Wednesday, January 30, 2008

Big bad John McCain


Heaven knows, I'm trying. I'm trying to warm to John McCain.

It shouldn't be this hard. He's a true-blue American war hero who sacrificed years of his life and parts of his body in the Hanoi Hilton. He's solidly pro-life and has been for years. He has an 82 percent lifetime rating from the American Conservative Union and is gangbusters against pork-barrel spending. He's been right and noble on the Iraq war. Finally, he's not only won two contested Republican presidential primaries—imagine!—but also polls well against Barack Obama and Hillary Clinton.

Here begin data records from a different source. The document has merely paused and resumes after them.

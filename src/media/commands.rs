use std::path::Path;
use std::process::{Output, Stdio};
use std::time::Duration;
use tokio::process::Command;
use tokio_util::sync::CancellationToken;
use tracing::debug;

use crate::error::{Result, MediaOpsError};

/// Abstract media processing command representation
#[derive(Debug, Clone)]
pub struct MediaCommand {
    pub binary_path: String,
    pub args: Vec<String>,
    pub description: String,
}

impl MediaCommand {
    /// Create a new media processing command
    pub fn new<S1: Into<String>, S2: Into<String>>(binary_path: S1, description: S2) -> Self {
        Self {
            binary_path: binary_path.into(),
            args: Vec::new(),
            description: description.into(),
        }
    }

    /// Add an argument
    pub fn arg<S: Into<String>>(mut self, arg: S) -> Self {
        self.args.push(arg.into());
        self
    }

    /// Add multiple arguments
    pub fn args<I, S>(mut self, args: I) -> Self
    where
        I: IntoIterator<Item = S>,
        S: Into<String>,
    {
        self.args.extend(args.into_iter().map(|s| s.into()));
        self
    }

    /// Add input file
    pub fn input<P: AsRef<Path>>(self, path: P) -> Self {
        self.arg("-i").arg(path.as_ref().to_string_lossy().to_string())
    }

    /// Add output file
    pub fn output<P: AsRef<Path>>(self, path: P) -> Self {
        self.arg(path.as_ref().to_string_lossy().to_string())
    }

    /// Force overwrite output
    pub fn overwrite(self) -> Self {
        self.arg("-y")
    }

    /// Seek to a position (seconds) before the next input
    pub fn seek(self, seconds: f64) -> Self {
        self.arg("-ss").arg(format_seconds(seconds))
    }

    /// Limit output duration (seconds)
    pub fn duration(self, seconds: f64) -> Self {
        self.arg("-t").arg(format_seconds(seconds))
    }

    /// Keep every stream of the first input
    pub fn map_all(self) -> Self {
        self.arg("-map").arg("0")
    }

    /// Copy all streams without re-encoding
    pub fn copy_streams(self) -> Self {
        self.arg("-c").arg("copy")
    }

    /// Run the command, honouring cancellation and an optional time limit.
    ///
    /// The child is killed when the token fires or the limit elapses.
    pub async fn run(&self, cancel: &CancellationToken, timeout: Option<Duration>) -> Result<Output> {
        debug!("Executing media processing command: {} {:?}", self.binary_path, self.args);
        debug!("Description: {}", self.description);

        let child = Command::new(&self.binary_path)
            .args(&self.args)
            .stdin(Stdio::null())
            .stdout(Stdio::piped())
            .stderr(Stdio::piped())
            .kill_on_drop(true)
            .spawn()
            .map_err(|e| MediaOpsError::Media(format!("Failed to execute media processor: {}", e)))?;

        let wait = async {
            let output = match timeout {
                Some(limit) => tokio::time::timeout(limit, child.wait_with_output())
                    .await
                    .map_err(|_| MediaOpsError::Timeout(limit))?,
                None => child.wait_with_output().await,
            }
            .map_err(|e| MediaOpsError::Media(format!("{} failed to complete: {}", self.description, e)))?;
            Ok::<_, MediaOpsError>(output)
        };

        let output = tokio::select! {
            result = wait => result?,
            _ = cancel.cancelled() => return Err(MediaOpsError::Cancelled),
        };

        if !output.status.success() {
            let stderr = String::from_utf8_lossy(&output.stderr);
            return Err(MediaOpsError::Media(format!(
                "{} failed: {}",
                self.description,
                stderr.trim()
            )));
        }

        Ok(output)
    }

    /// Run the command to completion without cancellation
    pub async fn execute(&self) -> Result<Output> {
        self.run(&CancellationToken::new(), None).await
    }
}

/// Fixed millisecond precision keeps generated command lines stable
fn format_seconds(seconds: f64) -> String {
    format!("{:.3}", seconds.max(0.0))
}

/// Builder for common media processing operations
pub struct MediaCommandBuilder {
    binary_path: String,
}

impl MediaCommandBuilder {
    /// Create a new command builder
    pub fn new<S: Into<String>>(binary_path: S) -> Self {
        Self {
            binary_path: binary_path.into(),
        }
    }

    /// Build ffprobe metadata command (format + chapters as JSON)
    pub fn probe<P: AsRef<Path>>(&self, path: P) -> MediaCommand {
        MediaCommand::new(&self.binary_path, "Metadata probe")
            .args(["-v", "quiet", "-print_format", "json", "-show_format", "-show_chapters"])
            .output(path)
    }

    /// Build stream-copy segment extraction command
    pub fn segment<P: AsRef<Path>>(
        &self,
        source: P,
        start: f64,
        duration: f64,
        output_path: P,
        additional_options: &[String],
    ) -> MediaCommand {
        let mut cmd = MediaCommand::new(
            &self.binary_path,
            format!("Segment extraction ({:.3}s from {:.3}s)", duration, start),
        )
        .overwrite()
        .seek(start)
        .input(source)
        .duration(duration)
        .map_all()
        .copy_streams()
        .arg("-avoid_negative_ts")
        .arg("make_zero");

        for option in additional_options {
            cmd = cmd.arg(option);
        }

        cmd.output(output_path)
    }

    /// Build version check command
    pub fn version_check(&self) -> MediaCommand {
        MediaCommand::new(&self.binary_path, "Version check").arg("-version")
    }
}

Oh, and I almost forgot: I'm in the media, which McCain understandably calls his "base."

So what's not to like?

Well, maybe it starts with his "base." You don't get the kind of fawning media treatment McCain has received if you're a rock-solid conservative. You receive scorn and sneers. How do you secure breathless dispatches from your campaign bus and editorial-page plugs for your candidacies? Three related ways. One, you buy a critical mass of the mainstream media's orthodoxy. Two, you let it be known with a few just-us-guys wisecracks that you don't take some of the other conservative stuff that seriously. Three, you attack other conservatives who dare oppose your policies.

Many conservatives who came to love George Bush for the enemies he made dislike McCain for the friends he's made. I'm not there. My McCain "base" problem is that I think it's greedy for the mainstream media to want to have two candidates in the fall election—a Democrat and a Republican "maverick."

Which brings us to my issues with McCain on the issues. Let's start with the Arizona senator's vote on the Bush tax cuts. He voted against both the 2001 and 2003 cuts. Today he insists he was right to oppose them, because Congress would not cut spending at the same time. In the past, however, his reasons for opposing these tax cuts had a far different emphasis.

"I cannot in good conscience support a tax cut in which so many of the benefits go to the most fortunate at the expense of middle-class Americans," he said in May 2001.

"I want to see tax cuts, if they are necessary, go to working Americans, not the wealthiest," he said in April 2003.

"I voted against the tax cuts because of the disproportionate amount that went to the wealthiest Americans," he said a year later.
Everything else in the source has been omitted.